Я ежедневно после обязательного визита в полицейский участок (секуранца на их языке) являлась в польский консулат, но визы не было. Жара стояла ужасная, я купала детей ежедневно в нашей собственной резиновой ванночке, которую я привезла с собой. Воду для купания и для чая я варила тоже на собственной спиртовке.
По вечерам мы ходили на пристань, Меир любил следить за пароходами, а когда дети ложились спать и засыпали, я садилась на окно и смотрела на улицу на освещенные окна домов, на жизнь в Румынии. Женщины, даже очень молодые, были полные, и раньше, чем решиться, какое платье им надеть на вечер, они перемеривали несколько разных платьев. Потом, расфрантившись, намазав себе лицо и губы и напудрившись, они уходили со своим кавалером куда-нибудь. Иногда это был плешивый старый муж, а иногда молодой… любовник. Кто мог проникнуть, не было ли это наоборот.
Как долго будет продолжаться моя ожидательная и наблюдательная жизнь в Галаце, я не знала, мое терпение начинало лопаться. Я себя должна была успокаивать, что в жизни каждого человека был свой «Галац», но мой мне надоел. Раз я пошла на прекрасный концерт Ионеско[439], играл он Тартини, Брамса, Сарасате, Паганини, Вьетнам — музыка меня немного примирила с жизнью. Артисты, художники, музыканты всех национальностей, это все еще тот элемент, из-за которого прощаешь народам их жестокость, ксенофобию, узкий шовинизм, антисемитизм и бесчеловечность. Бетховен, Моцарт, Бах, Шиллер, Лессинг, Сенкевич, Мицкевич, Конопницкая, Элиза Ожешко, Короленко спасут ли когда-нибудь честь тех народов, к которым они принадлежали. Золя и Бальфур — совесть человечества.

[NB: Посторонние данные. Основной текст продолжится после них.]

#![allow(clippy::expect_used)]

use std::sync::Arc;

use neighborly_core::config::AuthConfig;
use neighborly_db::db::enums::Street;
use neighborly_db::model::allowed_email::NewAllowedEmail;
use neighborly_db::model::residence::{NewResidence, Residence};
use neighborly_db::model::user::{NewUser, User};
use neighborly_db::store::MemoryStore;
use neighborly_db::store::prelude::*;

use crate::auth::Authorizer;
use crate::auth::casbin::init_casbin;
use crate::auth::delivery::RecordingCodeSender;
use crate::context::ServiceContext;

pub const BOOTSTRAP_ADMIN: &str = "root@example.com";

/// Unsaved user value for pure checks.
pub fn user(email: &str) -> User {
    let now = chrono::Utc::now();
    User {
        id: uuid::Uuid::now_v7(),
        email: email.to_string(),
        phone_number: None,
        is_admin: false,
        residence_id: None,
        created_at: now,
        updated_at: now,
    }
}

pub struct TestHarness {
    pub store: Arc<MemoryStore>,
    pub sender: Arc<RecordingCodeSender>,
    pub ctx: ServiceContext,
}

impl TestHarness {
    pub async fn new() -> Self {
        let store = Arc::new(MemoryStore::new());
        let sender = Arc::new(RecordingCodeSender::new());
        let enforcer = init_casbin().await.expect("enforcer");
        let auth = AuthConfig {
            bootstrap_admins: vec![BOOTSTRAP_ADMIN.to_string()],
            ..AuthConfig::default()
        };
        let ctx = ServiceContext::new(
            store.clone(),
            Authorizer::new(Arc::new(enforcer)),
            auth,
            sender.clone(),
        );
        Self { store, sender, ctx }
    }

    /// Like [`TestHarness::new`] with the bootstrap admin seeded, as at
    /// server start-up.
    pub async fn seeded() -> Self {
        let h = Self::new().await;
        crate::whitelist::seed_bootstrap_admins(&h.ctx)
            .await
            .expect("seed bootstrap admins");
        h
    }

    /// Whitelists `email` and stores a user for it.
    pub async fn resident(&self, email: &str) -> User {
        self.store
            .insert_allowed_email(NewAllowedEmail::new(email.to_string(), None))
            .await
            .expect("whitelist");
        self.store
            .create_user(NewUser::new(email.to_string(), false))
            .await
            .expect("user")
    }

    pub async fn admin(&self, email: &str) -> User {
        self.store
            .create_user(NewUser::new(email.to_string(), true))
            .await
            .expect("admin")
    }

    pub async fn residence(&self, address: &str, last_name: &str) -> Residence {
        self.store
            .create_residence(NewResidence::new(
                Street::SymorDr,
                address.to_string(),
                last_name.to_string(),
                None,
            ))
            .await
            .expect("residence")
    }

    /// Reloads a user after a mutation.
    pub async fn reload(&self, user: &User) -> User {
        self.store
            .user_by_id(user.id)
            .await
            .expect("load")
            .expect("user exists")
    }
}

Раз я зашла в парикмахерскую помыть голову (благо румынская лея стояла так низко, что с нашими стерлингами, как бы мало их ни было, можно было выдержать некоторое время). Тут я увидела ту русскую эмиграцию — белую Россию, о которой я много слышала, но которой я не знала. В соседнем кабинете одна из женщин красила себе волосы в рыжий цвет. Другая мыла голову и завивалась. Раньше разговор шел по-русски, потом перешел на французский, румынский и вперемежку на все языки — в их профессии это было необходимо, если хочешь иметь «интернациональную клиентуру». Вначале было трудно, конечно, выяснить, к какому классу и профессии они принадлежат, но потом выяснилось. Говорили о том, что надо следить за зубами, ногами, волосами, потом перешли на портных, на туалеты и шляпы. Дальше пошло все вместе — подарки, чулки, тратится, разоряется, сошлась, разошлась, ангажементы, накопила платьев, подарил кольцо и брошку, много белья, шелковое. Она распродает бриллианты, «теперь нет богатых друзей». Потом пошли сплетни: эта сошлась со стариком, но он ей ничего не дал, та — красавица, заболела и уехала в Бухарест лечиться, эта больна, та уже стара и т. д., и т. д. Завтра она едет в Бухарест, авось подарит хоть несколько пар шелковых чулок, — рассказывала рыжая. Правда, она ревнует, но она горда, страдает, но черт с ним, — говорила брюнетка. Когда они вышли из своих кабинок и проходили мимо меня, они ничем не отличались от самых буржуазных дамочек, приятных и «приятных во всех отношениях»[440]. Они заплатили и вышли.